Never Let You Go(18)



Mom slid a plate of cookies toward me.

“I’m not hungry, thanks.”

“You okay?”

His drinking is out of control, Mom. He gets so angry when he’s drunk. I think he might really hurt me. You don’t know what he’s like. I can’t breathe. He’s so jealous. He spies on me and goes through my things. He wants another child but I’m taking birth control. I keep it hidden in my tampon box. I want to leave him but I’m terrified he’ll take Sophie away from me somehow. I don’t have anything of my own. What should I do? How can I get out of this? I don’t have a credit card or bank account. Everything is in his name. I’m trapped.

I imagined how shocked and confused and upset my mom would be. How much my having hidden the truth for so long would hurt her. How worried she’d be about Sophie and me.
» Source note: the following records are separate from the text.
use chrono::{NaiveDate, Utc};
use clap::{Parser, Subcommand};
use gymdesk_core::{
    booking, catalog, inbox, ledger, schedule_admin, Config, CurrentUser, EligibleAction, Error,
    GymStore, HttpStore, Level, Result, ScheduleFilter, ScheduleView, Snapshot, StoredLogin,
};
use std::path::PathBuf;

#[derive(Parser)]
#[command(name = "gymdesk")]
#[command(about = "Gym class booking and subscription ledger", long_about = None)]
struct Cli {
    #[command(subcommand)]
    command: Commands,

    /// Override the local data directory (login state)
    #[arg(long, global = true)]
    data_dir: Option<PathBuf>,

    /// Override the document store base URL
    #[arg(long, global = true)]
    base_url: Option<String>,
}

#[derive(Subcommand)]
enum Commands {
    /// Sign in against the store's user collection
    Login { login: String, password: String },

    /// Sign out
    Logout,

    /// Browse the class schedule
    Schedule {
        /// Only sessions on this calendar day (YYYY-MM-DD)
        #[arg(long)]
        date: Option<NaiveDate>,

        /// Only sessions of this level (beginner, intermediate, advanced)
        #[arg(long)]
        level: Option<Level>,

        /// Only sessions of this trainer
        #[arg(long)]
        trainer: Option<u64>,

        /// Search in titles and trainer names
        #[arg(long)]
        search: Option<String>,

        /// Page to show (1-based)
        #[arg(long, default_value_t = 1)]
        page: usize,
    },

    /// Book a seat on a session
    Book { session_id: u64 },

    /// Cancel your booking on a session
    Cancel { session_id: u64 },

    /// List your subscriptions
    Subs,

    /// List the subscription type offerings
    Types,

    /// Buy a subscription from the catalog
    Buy { type_id: u64 },

    /// Show your notifications
    Notifications {
        /// Mark everything shown as read
        #[arg(long)]
        mark_read: bool,
    },

    /// Send feedback to the staff
    Feedback { subject: String, message: String },

    /// List who is booked on a session (trainers and admins)
    Roster { session_id: u64 },

    /// Update attendance on a booking (trainers and admins)
    Attendance {
        booking_id: u64,

        /// Mark the client absent instead of present
        #[arg(long)]
        absent: bool,
    },
}

#[tokio::main]
async fn main() -> Result<()> {
    gymdesk_core::logging::init();

    let cli = Cli::parse();

    let mut config = Config::load()?;
    if let Some(data_dir) = cli.data_dir {
        config.data.data_dir = data_dir;
    }
    if let Some(base_url) = cli.base_url {
        config.store.base_url = base_url;
    }

    let store = HttpStore::new(&config.store);
    let login_path = config.login_state_path();

    match cli.command {
        Commands::Login { login, password } => cmd_login(&store, &login_path, &login, &password).await,
        Commands::Logout => cmd_logout(&login_path),
        Commands::Schedule {
            date,
            level,
            trainer,
            search,
            page,
        } => {
            let filter = ScheduleFilter {
                day: date,
                level,
                trainer_id: trainer,
                search,
            };
            cmd_schedule(&store, &login_path, filter, page, config.view.page_size).await
        }
        Commands::Book { session_id } => cmd_book(&store, &login_path, session_id).await,
        Commands::Cancel { session_id } => cmd_cancel(&store, &login_path, session_id).await,
        Commands::Subs => cmd_subs(&store, &login_path).await,
        Commands::Types => cmd_types(&store).await,
        Commands::Buy { type_id } => cmd_buy(&store, &login_path, type_id).await,
        Commands::Notifications { mark_read } => {
            cmd_notifications(&store, &login_path, mark_read).await
        }
        Commands::Feedback { subject, message } => {
            cmd_feedback(&store, &login_path, &subject, &message).await
        }
        Commands::Roster { session_id } => cmd_roster(&store, &login_path, session_id).await,
        Commands::Attendance { booking_id, absent } => {
            cmd_attendance(&store, &login_path, booking_id, absent).await
        }
    }
}

/// The signed-in user, or a sign-in prompt as an error
fn current_user(login_path: &std::path::Path) -> Result<CurrentUser> {
    StoredLogin::load(login_path)
        .map(|login| login.current_user())
        .ok_or(Error::PermissionDenied("sign in first with `gymdesk login`"))
}

async fn cmd_login(
    store: &HttpStore,
    login_path: &std::path::Path,
    login: &str,
    password: &str,
) -> Result<()> {
    let user = store
        .find_user(login, password)
        .await
        .ok_or(Error::PermissionDenied("unknown login or wrong password"))?;

    let state = StoredLogin {
        user_id: user.id,
        name: user.name.clone(),
        role: user.role,
        logged_in_at: Utc::now(),
    };
    state.save(login_path)?;

    println!("Signed in as {} ({})", user.name, user.role);
    Ok(())
}

fn cmd_logout(login_path: &std::path::Path) -> Result<()> {
    StoredLogin::clear(login_path)?;
    println!("Signed out");
    Ok(())
}

fn action_label(action: EligibleAction) -> &'static str {
    match action {
        EligibleAction::RequireLogin => "sign in to book",
        EligibleAction::ClientsOnly => "clients only",
        EligibleAction::NotOpen => "not open",
        EligibleAction::Cancel => "booked - you may cancel",
        EligibleAction::Full => "full",
        EligibleAction::Book => "book",
    }
}

async fn cmd_schedule(
    store: &HttpStore,
    login_path: &std::path::Path,
    filter: ScheduleFilter,
    page: usize,
    page_size: usize,
) -> Result<()> {
    let user = StoredLogin::load(login_path).map(|l| l.current_user());

    let snapshot = Snapshot::fetch(store).await;
    let mut view = ScheduleView::new(snapshot, page_size);
    view.set_filter(filter);
    view.set_page(page);

    let items = view.page_items();
    if items.is_empty() {
        println!("No sessions match the current filters");
        return Ok(());
    }

    for session in items {
        let snapshot = view.snapshot();
        let seats = booking::seats_left_display(session, &snapshot.bookings);
        let action = booking::eligible_action(user.as_ref(), session, &snapshot.bookings);

        println!(
            "#{:<4} {}  {}  [{}]  trainer: {}  seats: {}/{}  {}  ({})",
            session.id,
            session.starts_at.format("%Y-%m-%d %H:%M"),
            session.title,
            session.level,
            snapshot.trainer_name(session.trainer_id),
            seats,
            session.capacity,
            session.status,
            action_label(action),
        );
    }
    println!("page {}/{}", view.page(), view.total_pages());
    Ok(())
}

async fn cmd_book(store: &HttpStore, login_path: &std::path::Path, session_id: u64) -> Result<()> {
    let user = current_user(login_path)?;
    let outcome = booking::book(store, Some(&user), session_id, Utc::now()).await?;

    if let Some(gift) = &outcome.gift {
        println!(
            "Welcome gift: a free subscription with {} sessions, valid until {}",
            gift.sessions_total.unwrap_or(0),
            gift.end_date.map(|d| d.to_string()).unwrap_or_default()
        );
    }
    println!("Booked session {} (booking {})", session_id, outcome.booking.id);
    if outcome.debit_failed {
        println!("warning: your subscription balance could not be updated; it may show a stale count");
    }
    Ok(())
}

async fn cmd_cancel(store: &HttpStore, login_path: &std::path::Path, session_id: u64) -> Result<()> {
    let user = current_user(login_path)?;
    let outcome = booking::cancel(store, Some(&user), session_id).await?;

    println!("Booking cancelled");
    if let Some(sub) = &outcome.restored {
        println!(
            "Session returned to your subscription: {} left",
            sub.sessions_left
        );
    }
    if outcome.credit_failed {
        println!("warning: the session could not be returned to your subscription");
    }
    Ok(())
}

async fn cmd_subs(store: &HttpStore, login_path: &std::path::Path) -> Result<()> {
    let user = current_user(login_path)?;
    let subs = store.subscriptions_by_client(user.id).await;

    if subs.is_empty() {
        println!("You have no subscriptions");
        return Ok(());
    }

    for sub in subs {
        let left = match sub.sessions_total {
            Some(total) => format!("{} of {}", sub.sessions_left, total),
            None => "unlimited".into(),
        };
        let until = sub
            .end_date
            .map(|d| format!(", valid until {d}"))
            .unwrap_or_default();
        println!("#{:<4} {}  sessions left: {}{}", sub.id, sub.type_label, left, until);
    }
    Ok(())
}

async fn cmd_types(store: &HttpStore) -> Result<()> {
    let types = catalog::subscription_types(store).await;

    if types.is_empty() {
        println!("No subscription types on offer");
        return Ok(());
    }

    for ty in types {
        let sessions = ty
            .sessions
            .map(|n| format!("{n} sessions"))
            .unwrap_or_else(|| "unlimited".into());
        println!("#{:<4} {}  {}  price: {}", ty.id, ty.name, sessions, ty.price);
    }
    Ok(())
}

async fn cmd_buy(store: &HttpStore, login_path: &std::path::Path, type_id: u64) -> Result<()> {
    let user = current_user(login_path)?;
    if !user.is_client() {
        return Err(Error::PermissionDenied("purchases are available to clients only"));
    }

    let ty = catalog::subscription_types(store)
        .await
        .into_iter()
        .find(|t| t.id == type_id)
        .ok_or(Error::NotFound("subscription type"))?;

    let sub = ledger::purchase(store, user.id, &ty, Utc::now()).await?;
    println!(
        "Purchased {} - valid until {}",
        sub.type_label,
        sub.end_date.map(|d| d.to_string()).unwrap_or_default()
    );
    Ok(())
}

async fn cmd_notifications(
    store: &HttpStore,
    login_path: &std::path::Path,
    mark_read: bool,
) -> Result<()> {
    let user = current_user(login_path)?;
    let notifications = inbox::fetch_inbox(store, &user).await;

    if notifications.is_empty() {
        println!("No notifications");
        return Ok(());
    }

    println!("{} unread", inbox::unread_count(&notifications));
    for n in &notifications {
        let marker = if n.read { " " } else { "*" };
        println!("{} {}  {}", marker, n.sent_at.format("%Y-%m-%d %H:%M"), n.message);
    }

    if mark_read {
        for n in notifications.iter().filter(|n| !n.read) {
            inbox::mark_read(store, n.id).await?;
        }
        println!("All notifications marked as read");
    }
    Ok(())
}

async fn cmd_feedback(
    store: &HttpStore,
    login_path: &std::path::Path,
    subject: &str,
    message: &str,
) -> Result<()> {
    let user = current_user(login_path)?;
    inbox::send_feedback(store, &user, subject, message, Utc::now()).await?;
    println!("Feedback sent");
    Ok(())
}

async fn cmd_roster(store: &HttpStore, login_path: &std::path::Path, session_id: u64) -> Result<()> {
    let user = current_user(login_path)?;
    let session = store
        .session(session_id)
        .await
        .ok_or(Error::NotFound("session"))?;
    if !schedule_admin::can_edit_session(Some(&user), &session) {
        return Err(Error::PermissionDenied("not your session"));
    }

    let roster = schedule_admin::roster(store, session_id).await;
    if roster.is_empty() {
        println!("Nobody is booked on session {session_id}");
        return Ok(());
    }

    for (booking, client) in roster {
        let name = client.map(|c| c.name).unwrap_or_else(|| "unknown".into());
        println!("#{:<4} {}  ({})", booking.id, name, booking.status);
    }
    Ok(())
}

async fn cmd_attendance(
    store: &HttpStore,
    login_path: &std::path::Path,
    booking_id: u64,
    absent: bool,
) -> Result<()> {
    let user = current_user(login_path)?;
    let updated = schedule_admin::mark_attendance(store, Some(&user), booking_id, !absent).await?;
    println!("Booking {} is now {}", updated.id, updated.status);
    Ok(())
}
“I ate before I came over.” I took another sip of my tea. I wanted to stay in this moment a little longer. “Is Dad’s shoulder getting any better?”

She shook her head. “He tried the exercises the doctor prescribed, but they haven’t helped. Surgery would be the next step, but it’s risky. Thank God Andrew gave him that job.”

“Does he still like working for him?”

She tilted her head. “Of course. Why?”

I swallowed a couple of times, trying to dislodge the tight, desperate feeling in my throat that was always there lately. “I just wonder sometimes if it might be strange for him, working for his son-in-law. If he wanted to do something else, it would be okay with me.”

“Your dad knows that.” She rested her hand on mine. She was looking straight into my eyes with a concerned expression. This was my chance.

“You and Dad are so important to me, and—”

My mom’s eyes widened. “Oh! I want to show you the catalogue Andrew dropped off.”

“Catalogue?”

“He’s sending your father and me on a cruise—for an anniversary present, but he’s calling it a bonus, you know, for tax reasons. He hasn’t told you? I hope it wasn’t a surprise. Maybe he’s taking you too!” She got up, talking excitedly about where they would go. “You’ll have to help me pick out some cruise wear. You know, we’ve never been on a real holiday before.”

She sat back down with the catalogue, pushed it toward me, but I couldn’t make my arms move, could only stare at the shiny cover with the smiling couple.

“Lindsey?”

“Sorry. I was thinking about something.” I straightened my chair, pulled it closer.

She was still looking at me. “You sure you’re okay?”

“I’m fine, just a little tired. I probably need a vitamin B shot.”

“That’s a good idea. Having a toddler is exhausting.” She flipped the catalogue opened to a marked page. “What do you think about this one?”



I sat in the car and stared back at my parents’ house, the flower boxes, the wooden swing where my dad and mom would sit in the evenings while my brother and I ran around in the front yard, where my mom would snuggle with me while she pushed gently against the porch railing with her foot until I fell asleep against her warm body. My mom was going to wonder why I hadn’t driven away, but I needed a moment to think, to brace myself before I went home. The seat belt was too tight around my waist. I tried to tug it looser, but the locking mechanism wouldn’t let me. I pulled and yanked while tears rolled down my face. Finally I gave up and slapped my hands down hard on my steering wheel. “Damn it, damn it, damn it!”

There was noise beside me, a bird chirping in one of the apple trees. I rolled down my window, inhaled the crisp fall air. The days would get colder soon, Andrew would come home earlier, and maybe his work would slow down. Maybe he wouldn’t need to drink so much and things would get better. He loved Christmas. I clung to that thought, remembered how he always got up at the crack of dawn like a little kid and made waffles for us, how he couldn’t wait for Sophie to open her presents. Last year he’d built her a dollhouse, even all the little furniture inside, and given me a maple jewelry box he made in my dad’s workshop. He told me that those hours spent with my dad were some of the best times he’d had in his life.

I looked back up at the house, thought about my parents relaxing on a cruise, everything taken care of, and how much fun they’d have. They needed this. They’d done everything for me, sacrificed so much. I had to stay with Andrew. Leaving wasn’t an option. Not right now.

I put the car in gear and drove home. I’d make soup and roast beef sandwiches. He liked those.





CHAPTER EIGHT


SOPHIE

DECEMBER 2016

May 19, 2016

To Andrew Nash,

C/O Rockland Prison



Hi, my name is Sophie and you’re my father, but you probably already figured that out. Right now you’re probably wondering why I’m writing you, so I’ll get to the point. My English teacher gave us an assignment and we’re supposed to contact someone who had the biggest impact on our lives and tell them what they meant to us, or how they changed us. I think it’s supposed to be someone we admire, or like our hero, and I guess you used to be that for me when I was kid, but I chose you for this project because you changed a lot of people’s lives. Not just mine. And hey, maybe I can get an “A” for having a dad in prison. Okay, stupid joke.